And then my brain caught up to me. Because it’s not his blood.
He doesn’t seem bothered by the blood, though. Not as he hands me Baro’s phone or brings me a change of clothes. I keep staring at him, thinking back to that night at Camp Head Start. Because that was the last time I saw so much blood in one place, and it hadn’t belonged to Sawyer Caldwell, either.
He gives me a short nod before he steps out of the kitchen to go to the shower, his footsteps drowned out by the rain thundering against the roof. I shiver, hating the feeling of the cold, clammy fabric against my skin, but I’m afraid to change into the sweatpants and sweatshirt he brought me. The ED voice is hissing in my head, telling me that it will be humiliating to try and put them on. Sawyer is a slight man, slighter than you would expect for someone who has killed, at least as far as I know, six people. Almost certainly more.
One he just killed. For me.
To protect me.
The thought makes me dizzy, and that makes the ED voice louder. It’s as cold and vicious as it’s ever been. You lost control , it says. You lost control and look what happened. And you think you’ll even be able to pull those fucking sweatpants up around your thighs?
I brace myself against the table and breathe in and count to four. Breath out. Count to four. I try not to think about Sawyer covered in someone else’s blood. Sawyer asking me if I’m cold. Sawyer bringing me his spare clothes.
The shower turns on, the water rushing on the other side of the kitchen wall.
I stare at the sweatshirt and sweatpants. Maybe it’s better to just wear my wet jeans and T-shirt while I wait for my sweater to dry out. I left it draped along the back of one of the pews.
The water gurgles through the pipes, reminding me that Sawyer is on the other side of the wall. Covered in blood. Naked.
My face heats. I shove away from the table and pace around the kitchen, pulling the blanket— his blanket—tight around my shoulders.
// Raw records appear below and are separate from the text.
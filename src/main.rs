use std::sync::Arc;
use tokio::net::TcpListener;
use tracing_subscriber::{layer::SubscriberExt, util::SubscriberInitExt};

use food_delivery_api::analytics::OrderAnalytics;
use food_delivery_api::config::Config;
use food_delivery_api::db;
use food_delivery_api::error::AppResult;
use food_delivery_api::models::{CreateUser, Role, User};
use food_delivery_api::routes::{create_router, AppState};
use food_delivery_api::services::{hash_password, EmailService, TokenService};
use food_delivery_api::storage::{LocalStorage, R2Storage, StorageBackend};

/// Creates the admin account from `ADMIN_EMAIL`/`ADMIN_PASSWORD` on first start.
async fn bootstrap_admin(conn: &libsql::Connection, config: &Config) -> AppResult<()> {
    let (Some(email), Some(password)) = (&config.admin_email, &config.admin_password) else {
        return Ok(());
    };
    let email = email.trim().to_lowercase();

    if User::find_by_email(conn, &email).await?.is_some() {
        return Ok(());
    }

    let admin = User::create(
        conn,
        CreateUser {
            name: Some("Admin".to_string()),
            email,
            password_hash: hash_password(password)?,
            role: Role::Admin,
            phone: None,
            is_approved: true,
        },
    )
    .await?;

    tracing::info!("Created admin account {}", admin.email);
    Ok(())
}

async fn local_storage(config: &Config) -> Result<Arc<dyn StorageBackend>, Box<dyn std::error::Error>> {
    let local = LocalStorage::new(&config.upload_dir, &config.base_url);
    local.ensure_dir().await?;
    Ok(Arc::new(local))
}

#[tokio::main]
async fn main() -> Result<(), Box<dyn std::error::Error>> {
    tracing_subscriber::registry()
        .with(
            tracing_subscriber::EnvFilter::try_from_default_env()
                .unwrap_or_else(|_| "food_delivery_api=debug,tower_http=debug".into()),
        )
        .with(tracing_subscriber::fmt::layer())
        .init();

    dotenvy::dotenv().ok();

    let config = Config::from_env()?;

    let db = db::create_database(&config.database_url, config.turso_auth_token.as_deref()).await?;
    let conn = db.connect()?;
    db::migrate(&conn).await?;
    tracing::info!("Connected to database");

    bootstrap_admin(&conn, &config).await?;

    let email = match &config.smtp {
        Some(smtp) => match EmailService::new(&smtp.host, &smtp.user, &smtp.pass, &config.from_email) {
            Ok(service) => {
                tracing::info!("Email service initialized");
                Some(service)
            }
            Err(e) => {
                tracing::warn!("Email service not available: {}", e);
                None
            }
        },
        None => {
            tracing::warn!("SMTP not configured - OTP codes will only be logged");
            None
        }
    };

    let storage: Arc<dyn StorageBackend> = match (config.storage_type.as_str(), &config.r2) {
        ("r2", Some(r2)) => {
            tracing::info!("Using R2 storage");
            Arc::new(R2Storage::new(r2)?)
        }
        ("r2", None) => {
            tracing::warn!("R2 storage configured but missing credentials, falling back to local");
            local_storage(&config).await?
        }
        _ => {
            tracing::info!("Using local storage");
            local_storage(&config).await?
        }
    };

    tracing::info!("Analytics timezone: {}", config.analytics_timezone);

    let state = AppState {
        db: Arc::new(db),
        tokens: TokenService::new(&config.jwt_secret, config.jwt_ttl_hours),
        analytics: OrderAnalytics::new(config.analytics_timezone),
        email,
        storage,
        config: config.clone(),
    };

    let app = create_router(state);

    let addr = format!("0.0.0.0:{}", config.port);
    let listener = TcpListener::bind(&addr).await?;

    tracing::info!("Server listening on {}", addr);

    axum::serve(listener, app).await?;

    Ok(())
}
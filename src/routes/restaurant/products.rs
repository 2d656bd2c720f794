use axum::{
    extract::{Extension, Multipart, Path, State},
    http::StatusCode,
    routing::{get, put},
    Json, Router,
};
use serde::Serialize;

use crate::error::{AppError, AppResult};
use crate::middleware::AuthRestaurant;
use crate::models::{Category, NewProduct, Product, ProductChanges, ProductExtra, ProductSize};
use crate::routes::upload::{discard_file, store_file, FormData};
use crate::routes::AppState;

#[derive(Serialize)]
pub struct ProductResponse {
    pub success: bool,
    pub product: Product,
}

#[derive(Serialize)]
pub struct MenuResponse {
    pub success: bool,
    pub products: Vec<Product>,
}

pub fn routes() -> Router<AppState> {
    Router::new()
        .route("/products", get(list_products).post(create_product))
        .route("/products/{id}", put(update_product))
}

async fn resolve_category(conn: &libsql::Connection, form: &FormData) -> AppResult<Option<String>> {
    match form.text("category_id") {
        Some(id) => Category::find_by_id(conn, &id)
            .await?
            .map(|c| Some(c.id))
            .ok_or_else(|| AppError::BadRequest("Unknown category".to_string())),
        None => Ok(None),
    }
}

async fn list_products(
    State(state): State<AppState>,
    Extension(auth): Extension<AuthRestaurant>,
) -> AppResult<Json<MenuResponse>> {
    let conn = state.db.connect().map_err(AppError::from)?;
    let products = Product::list_by_restaurant(&conn, &auth.id).await?;
    Ok(Json(MenuResponse { success: true, products }))
}

async fn create_product(
    State(state): State<AppState>,
    Extension(auth): Extension<AuthRestaurant>,
    multipart: Multipart,
) -> AppResult<(StatusCode, Json<ProductResponse>)> {
    let form = FormData::from_multipart(multipart).await?;
    let item_name = form.require("item_name")?;
    let base_price_cents = form
        .cents("base_price")?
        .ok_or_else(|| AppError::BadRequest("base_price is required".to_string()))?;

    let conn = state.db.connect().map_err(AppError::from)?;
    if Product::find_by_item_name(&conn, &auth.id, &item_name).await?.is_some() {
        return Err(AppError::BadRequest("Product already exists".to_string()));
    }
    let category_id = resolve_category(&conn, &form).await?;

    let new_product = NewProduct {
        restaurant_id: auth.id.clone(),
        category_id,
        item_name,
        description: form.text("description"),
        base_price_cents,
        discount_price_cents: form.cents("discount_price")?,
        image: None,
        ingredients: form.list("ingredients")?.unwrap_or_default(),
        sizes: form.json::<Vec<ProductSize>>("sizes")?.unwrap_or_default(),
        extras: form.json::<Vec<ProductExtra>>("extras")?.unwrap_or_default(),
        special_instructions: form.text("special_instructions"),
        is_available: form.boolean("is_available")?.unwrap_or(true),
    };

    let image = match form.file("image") {
        Some(file) => Some(store_file(&state, "products", file).await?),
        None => None,
    };

    let product = match Product::create(&conn, NewProduct { image: image.clone(), ..new_product }).await {
        Ok(product) => product,
        Err(e) => {
            if let Some(url) = image.as_deref() {
                discard_file(&state, url).await;
            }
            return Err(e);
        }
    };

    tracing::info!("Restaurant {} added product {}", auth.id, product.id);

    Ok((StatusCode::CREATED, Json(ProductResponse { success: true, product })))
}

async fn update_product(
    State(state): State<AppState>,
    Extension(auth): Extension<AuthRestaurant>,
    Path(id): Path<String>,
    multipart: Multipart,
) -> AppResult<Json<ProductResponse>> {
    let conn = state.db.connect().map_err(AppError::from)?;
    let existing = Product::find_by_id(&conn, &id)
        .await?
        .ok_or_else(|| AppError::NotFound("Product not found".to_string()))?;
    if existing.restaurant_id != auth.id {
        return Err(AppError::Forbidden("Product belongs to another restaurant".to_string()));
    }

    let form = FormData::from_multipart(multipart).await?;

    let item_name = form.text("item_name");
    if let Some(name) = item_name.as_deref().filter(|n| *n != existing.item_name) {
        if Product::find_by_item_name(&conn, &auth.id, name).await?.is_some() {
            return Err(AppError::BadRequest("Product already exists".to_string()));
        }
    }

    let mut changes = ProductChanges {
        category_id: resolve_category(&conn, &form).await?,
        item_name,
        description: form.text("description"),
        base_price_cents: form.cents("base_price")?,
        discount_price_cents: form.cents("discount_price")?,
        image: None,
        ingredients: form.list("ingredients")?,
        sizes: form.json("sizes")?,
        extras: form.json("extras")?,
        special_instructions: form.text("special_instructions"),
        is_available: form.boolean("is_available")?,
    };
    if let Some(file) = form.file("image") {
        changes.image = Some(store_file(&state, "products", file).await?);
    }
    let new_image = changes.image.clone();

    let product = match Product::update(&conn, &id, changes).await {
        Ok(product) => product,
        Err(e) => {
            if let Some(url) = new_image.as_deref() {
                discard_file(&state, url).await;
            }
            return Err(e);
        }
    };

    // The row now points at the new upload, so the replaced file is unreferenced.
    if let (Some(_), Some(old)) = (new_image.as_deref(), existing.image.as_deref()) {
        discard_file(&state, old).await;
    }

    Ok(Json(ProductResponse { success: true, product }))
}
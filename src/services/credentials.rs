use argon2::{
    password_hash::{rand_core::OsRng, PasswordHash, PasswordHasher, PasswordVerifier, SaltString},
    Argon2,
};
use rand::Rng;

use crate::error::{AppError, AppResult};

pub fn hash_password(password: &str) -> AppResult<String> {
    let salt = SaltString::generate(&mut OsRng);
    Argon2::default()
        .hash_password(password.as_bytes(), &salt)
        .map(|hash| hash.to_string())
        .map_err(|e| AppError::Internal(format!("Failed to hash password: {}", e)))
}

pub fn verify_password(password: &str, password_hash: &str) -> bool {
    match PasswordHash::new(password_hash) {
        Ok(parsed) => Argon2::default()
            .verify_password(password.as_bytes(), &parsed)
            .is_ok(),
        Err(e) => {
            tracing::error!("Stored password hash is malformed: {}", e);
            false
        }
    }
}

/// Four-digit one-time code for email verification.
pub fn generate_otp() -> String {
    rand::thread_rng().gen_range(1000..10000).to_string()
}
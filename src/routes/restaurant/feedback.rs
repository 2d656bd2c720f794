use axum::{
    extract::{Extension, State},
    routing::get,
    Json, Router,
};
use serde::Serialize;

use crate::error::{AppError, AppResult};
use crate::middleware::AuthRestaurant;
use crate::models::{Notification, Review};
use crate::routes::AppState;

#[derive(Serialize)]
pub struct ReviewsResponse {
    pub success: bool,
    pub reviews: Vec<Review>,
    pub average_rating: f64,
    pub review_count: i64,
}

#[derive(Serialize)]
pub struct NotificationsResponse {
    pub success: bool,
    pub notifications: Vec<Notification>,
}

pub fn routes() -> Router<AppState> {
    Router::new()
        .route("/reviews", get(list_reviews))
        .route("/notifications", get(list_notifications))
}

async fn list_reviews(
    State(state): State<AppState>,
    Extension(auth): Extension<AuthRestaurant>,
) -> AppResult<Json<ReviewsResponse>> {
    let conn = state.db.connect().map_err(AppError::from)?;
    let reviews = Review::list_by_restaurant(&conn, &auth.id).await?;
    let summary = Review::summary_for(&conn, &auth.id).await?;

    Ok(Json(ReviewsResponse {
        success: true,
        reviews,
        average_rating: summary.average,
        review_count: summary.count,
    }))
}

async fn list_notifications(
    State(state): State<AppState>,
    Extension(auth): Extension<AuthRestaurant>,
) -> AppResult<Json<NotificationsResponse>> {
    let conn = state.db.connect().map_err(AppError::from)?;
    let notifications = Notification::list_by_restaurant(&conn, &auth.id).await?;
    Ok(Json(NotificationsResponse { success: true, notifications }))
}
use libsql::Connection;
use serde::{Deserialize, Serialize};
use uuid::Uuid;

use super::now_ts;
use crate::error::{AppError, AppResult};

#[derive(Debug, Clone, Serialize, Deserialize)]
pub struct Review {
    pub id: String,
    pub restaurant_id: String,
    pub user_id: Option<String>,
    pub rating: i64,
    pub review: Option<String>,
    pub created_ts: i64,
}

#[derive(Debug, Clone, Copy, PartialEq, Serialize)]
pub struct RatingSummary {
    pub average: f64,
    pub count: i64,
}

impl Review {
    fn from_row(row: &libsql::Row) -> Result<Self, libsql::Error> {
        Ok(Self {
            id: row.get(0)?,
            restaurant_id: row.get(1)?,
            user_id: row.get(2)?,
            rating: row.get(3)?,
            review: row.get(4)?,
            created_ts: row.get(5)?,
        })
    }

    pub async fn create(
        conn: &Connection,
        restaurant_id: &str,
        user_id: Option<&str>,
        rating: i64,
        review: Option<&str>,
    ) -> AppResult<Self> {
        if !(1..=5).contains(&rating) {
            return Err(AppError::BadRequest("Rating must be between 1 and 5".to_string()));
        }

        let id = Uuid::new_v4().to_string();
        let created_ts = now_ts();
        conn.execute(
            "INSERT INTO reviews (id, restaurant_id, user_id, rating, review, created_ts) VALUES (?, ?, ?, ?, ?, ?)",
            libsql::params![
                id.clone(),
                restaurant_id.to_string(),
                user_id.map(|s| s.to_string()),
                rating,
                review.map(|s| s.to_string()),
                created_ts
            ],
        )
        .await
        .map_err(AppError::from)?;

        Ok(Self {
            id,
            restaurant_id: restaurant_id.to_string(),
            user_id: user_id.map(|s| s.to_string()),
            rating,
            review: review.map(|s| s.to_string()),
            created_ts,
        })
    }

    pub async fn list_by_restaurant(conn: &Connection, restaurant_id: &str) -> AppResult<Vec<Self>> {
        let mut rows = conn
            .query(
                "SELECT * FROM reviews WHERE restaurant_id = ? ORDER BY created_ts DESC",
                [restaurant_id],
            )
            .await
            .map_err(AppError::from)?;

        let mut reviews = Vec::new();
        while let Some(row) = rows.next().await.map_err(AppError::from)? {
            reviews.push(Self::from_row(&row).map_err(AppError::from)?);
        }
        Ok(reviews)
    }

    pub async fn summary_for(conn: &Connection, restaurant_id: &str) -> AppResult<RatingSummary> {
        let mut rows = conn
            .query(
                "SELECT AVG(rating), COUNT(*) FROM reviews WHERE restaurant_id = ?",
                [restaurant_id],
            )
            .await
            .map_err(AppError::from)?;

        match rows.next().await.map_err(AppError::from)? {
            Some(row) => Ok(RatingSummary {
                average: row.get::<Option<f64>>(0).map_err(AppError::from)?.unwrap_or(0.0),
                count: row.get::<i64>(1).map_err(AppError::from)?,
            }),
            None => Ok(RatingSummary { average: 0.0, count: 0 }),
        }
    }
}
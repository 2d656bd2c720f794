use axum::{
    extract::{Multipart, Path, State},
    http::StatusCode,
    routing::{delete, post},
    Json, Router,
};
use serde::Serialize;

use crate::error::{AppError, AppResult};
use crate::models::Category;
use crate::routes::upload::{store_file, FormData};
use crate::routes::AppState;

#[derive(Serialize)]
pub struct CategoryResponse {
    pub category: Category,
}

#[derive(Serialize)]
pub struct DeleteResponse {
    pub success: bool,
    pub message: String,
}

pub fn routes() -> Router<AppState> {
    Router::new()
        .route("/categories", post(create_category))
        .route("/categories/{id}", delete(delete_category))
}

async fn create_category(
    State(state): State<AppState>,
    multipart: Multipart,
) -> AppResult<(StatusCode, Json<CategoryResponse>)> {
    let form = FormData::from_multipart(multipart).await?;
    let name = form.require("name")?;

    let conn = state.db.connect().map_err(AppError::from)?;
    if Category::find_by_name(&conn, &name).await?.is_some() {
        return Err(AppError::BadRequest("Category already exists".to_string()));
    }

    let image = match form.file("image") {
        Some(file) => Some(store_file(&state, "categories", file).await?),
        None => None,
    };

    let category = Category::create(&conn, &name, image).await?;
    tracing::info!("Created category {} ({})", category.name, category.id);

    Ok((StatusCode::CREATED, Json(CategoryResponse { category })))
}

async fn delete_category(
    State(state): State<AppState>,
    Path(id): Path<String>,
) -> AppResult<Json<DeleteResponse>> {
    let conn = state.db.connect().map_err(AppError::from)?;
    let category = Category::find_by_id(&conn, &id)
        .await?
        .ok_or_else(|| AppError::NotFound("Category not found".to_string()))?;

    Category::delete(&conn, &id).await?;

    if let Some(image) = category.image.as_deref() {
        if let Err(e) = state.storage.delete(image).await {
            tracing::warn!("Failed to delete image for category {}: {}", id, e);
        }
    }

    Ok(Json(DeleteResponse {
        success: true,
        message: "Category deleted successfully".to_string(),
    }))
}
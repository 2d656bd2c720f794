use lettre::{
    message::header::ContentType,
    transport::smtp::authentication::Credentials,
    AsyncSmtpTransport, AsyncTransport, Message, Tokio1Executor,
};

use crate::error::{AppError, AppResult};

#[derive(Clone)]
pub struct EmailService {
    mailer: AsyncSmtpTransport<Tokio1Executor>,
    from_email: String,
}

impl EmailService {
    pub fn new(smtp_host: &str, smtp_user: &str, smtp_pass: &str, from_email: &str) -> AppResult<Self> {
        let creds = Credentials::new(smtp_user.to_string(), smtp_pass.to_string());

        let mailer = AsyncSmtpTransport::<Tokio1Executor>::relay(smtp_host)
            .map_err(|e| AppError::Internal(format!("Failed to create SMTP transport: {}", e)))?
            .credentials(creds)
            .build();

        Ok(Self {
            mailer,
            from_email: from_email.to_string(),
        })
    }

    pub async fn send_verification_code(&self, to_email: &str, otp: &str, ttl_minutes: i64) -> AppResult<()> {
        let body = format!(
            r#"<!DOCTYPE html>
<html>
<body style="font-family: Arial, sans-serif; padding: 20px;">
    <h2>Please confirm your email</h2>
    <p>Your four digit OTP is <strong style="font-size: 20px; letter-spacing: 4px;">{}</strong></p>
    <p>The code expires in {} minutes. If you did not register a restaurant, you can ignore this email.</p>
</body>
</html>"#,
            otp, ttl_minutes
        );

        self.send_email(to_email, "Please confirm your Email", &body).await
    }

    async fn send_email(&self, to: &str, subject: &str, html_body: &str) -> AppResult<()> {
        let email = Message::builder()
            .from(
                self.from_email
                    .parse()
                    .map_err(|e| AppError::Internal(format!("Invalid from email: {}", e)))?,
            )
            .to(to
                .parse()
                .map_err(|e| AppError::BadRequest(format!("Invalid email address: {}", e)))?)
            .subject(subject)
            .header(ContentType::TEXT_HTML)
            .body(html_body.to_string())
            .map_err(|e| AppError::Internal(format!("Failed to build email: {}", e)))?;

        self.mailer
            .send(email)
            .await
            .map_err(|e| AppError::ExternalService(format!("Failed to send email: {}", e)))?;

        Ok(())
    }
}
use libsql::{Builder, Database};

pub async fn create_database(database_url: &str, auth_token: Option<&str>) -> Result<Database, libsql::Error> {
    // Turso remote URL
    if database_url.starts_with("libsql://") {
        let auth_token = auth_token.ok_or_else(|| {
            libsql::Error::ConnectionFailed("TURSO_AUTH_TOKEN must be set for remote database".to_string())
        })?;

        Builder::new_remote(database_url.to_string(), auth_token.to_string())
            .build()
            .await
    } else {
        // Local SQLite file
        let path = database_url
            .strip_prefix("sqlite:")
            .unwrap_or(database_url)
            .split('?')
            .next()
            .unwrap_or("food_delivery.db");

        Builder::new_local(path).build().await
    }
}
use axum::{
    extract::{Query, State},
    routing::get,
    Json, Router,
};
use chrono::{Datelike, Utc};
use serde::{Deserialize, Serialize};

use crate::analytics::{year_window, BucketSeries};
use crate::error::{AppError, AppResult};
use crate::models::{Category, Order, Product, Restaurant, Role, User};
use crate::routes::views::OrderView;
use crate::routes::AppState;

const RECENT_ORDERS: i64 = 10;

#[derive(Deserialize)]
pub struct DashboardQuery {
    pub year: Option<i32>,
}

#[derive(Serialize)]
pub struct DashboardStats {
    pub total_orders: i64,
    pub total_restaurants: i64,
    pub total_categories: i64,
    pub total_products: i64,
    pub total_riders: i64,
    pub total_revenue_cents: i64,
    pub total_revenue: f64,
    pub recent_orders: Vec<OrderView>,
    pub year: i32,
    pub monthly_revenue: BucketSeries,
}

pub fn routes() -> Router<AppState> {
    Router::new().route("/dashboard", get(get_dashboard))
}

async fn get_dashboard(
    State(state): State<AppState>,
    Query(query): Query<DashboardQuery>,
) -> AppResult<Json<DashboardStats>> {
    let tz = state.analytics.timezone();
    let year = query
        .year
        .unwrap_or_else(|| Utc::now().with_timezone(&tz).year());

    let conn = state.db.connect().map_err(AppError::from)?;

    let total_revenue_cents = Order::delivered_revenue(&conn, None).await?;
    let recent = Order::list_recent(&conn, RECENT_ORDERS).await?;

    let delivered = Order::list_delivered_in(&conn, None, &year_window(year, tz)?).await?;
    let monthly_revenue = state.analytics.bucket_by_month_for_year(&delivered, year)?;

    Ok(Json(DashboardStats {
        total_orders: Order::count_all(&conn).await?,
        total_restaurants: Restaurant::count_all(&conn).await?,
        total_categories: Category::count_all(&conn).await?,
        total_products: Product::count_all(&conn).await?,
        total_riders: User::count_by_role(&conn, Role::Rider).await?,
        total_revenue_cents,
        total_revenue: total_revenue_cents as f64 / 100.0,
        recent_orders: OrderView::build_all(&conn, recent).await?,
        year,
        monthly_revenue,
    }))
}
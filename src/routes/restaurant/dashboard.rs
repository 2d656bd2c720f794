use axum::{
    extract::{Extension, State},
    routing::get,
    Json, Router,
};
use serde::Serialize;

use crate::error::{AppError, AppResult};
use crate::middleware::AuthRestaurant;
use crate::models::{Order, OrderStatus, Product};
use crate::routes::AppState;

#[derive(Serialize)]
pub struct RestaurantDashboard {
    pub success: bool,
    pub menu: Vec<Product>,
    pub total_menu_items: usize,
    pub running_orders: Vec<Order>,
    pub total_running_orders: usize,
    pub order_requests: i64,
    pub order_history: Vec<Order>,
    pub delivered_orders: Vec<Order>,
    pub total_earnings_cents: i64,
    pub total_earnings: f64,
}

pub fn routes() -> Router<AppState> {
    Router::new().route("/dashboard", get(get_dashboard))
}

async fn get_dashboard(
    State(state): State<AppState>,
    Extension(auth): Extension<AuthRestaurant>,
) -> AppResult<Json<RestaurantDashboard>> {
    let conn = state.db.connect().map_err(AppError::from)?;

    let menu = Product::list_by_restaurant(&conn, &auth.id).await?;
    let running_orders = Order::list_by_statuses(&conn, &auth.id, &OrderStatus::RUNNING).await?;
    let order_requests = Order::count_by_status(&conn, &auth.id, OrderStatus::Processing).await?;
    let order_history = Order::history_by_restaurant(&conn, &auth.id).await?;
    let delivered_orders = Order::list_delivered(&conn, Some(&auth.id)).await?;
    let total_earnings_cents: i64 = delivered_orders.iter().map(|o| o.total_cents).sum();

    Ok(Json(RestaurantDashboard {
        success: true,
        total_menu_items: menu.len(),
        menu,
        total_running_orders: running_orders.len(),
        running_orders,
        order_requests,
        order_history,
        delivered_orders,
        total_earnings_cents,
        total_earnings: total_earnings_cents as f64 / 100.0,
    }))
}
He protected me. He protected me at Camp Head Start, in a fucked-up sort of way. Every single one of those counselors tortured me. There’s no other word for it. They denied me food and water. Screamed abuse at me. Forced me to the brink of heat exhaustion. They only relented in their cruelty when he started to kill them, picking them off one by one.
Shameful heat blooms between my thighs.
I stop just at the entrance of the hallway, squeezing the blanket tight in my fist. The storm rages outside, the lashing rain pummeling the roof. The cacophony of it matches the cacophony in my thoughts, frantic and thrashing. I’m eighteen and I’m staring down at Michelle Evans’ body, her blood soaking into the dirt outside the cabin. I’m hiding in a closet, my breath tight and terrified. I’m telling Blake Foster I left my phone in the dining hall after dinner and maybe it’s still there and I can call for help and he scoffs and says no. Are you kidding, Edie? Look at you. We both know you can’t fucking run. I’ll go .
And then he was dead, too, and there was only me and the killer.
They can’t hurt you anymore. I won’t let them hurt you ever again.
For so long, I wouldn’t let myself think of that moment between Sawyer and me. Not because of the trauma—that came from elsewhere, from when I cradled Gavin Ward’s body while he died and then when it happened again, when Sawyer died in my arms. But that moment, between those deaths, wasn’t traumatic. I didn’t let myself think of it too often because I didn’t want to wear the memory away until it was nothing.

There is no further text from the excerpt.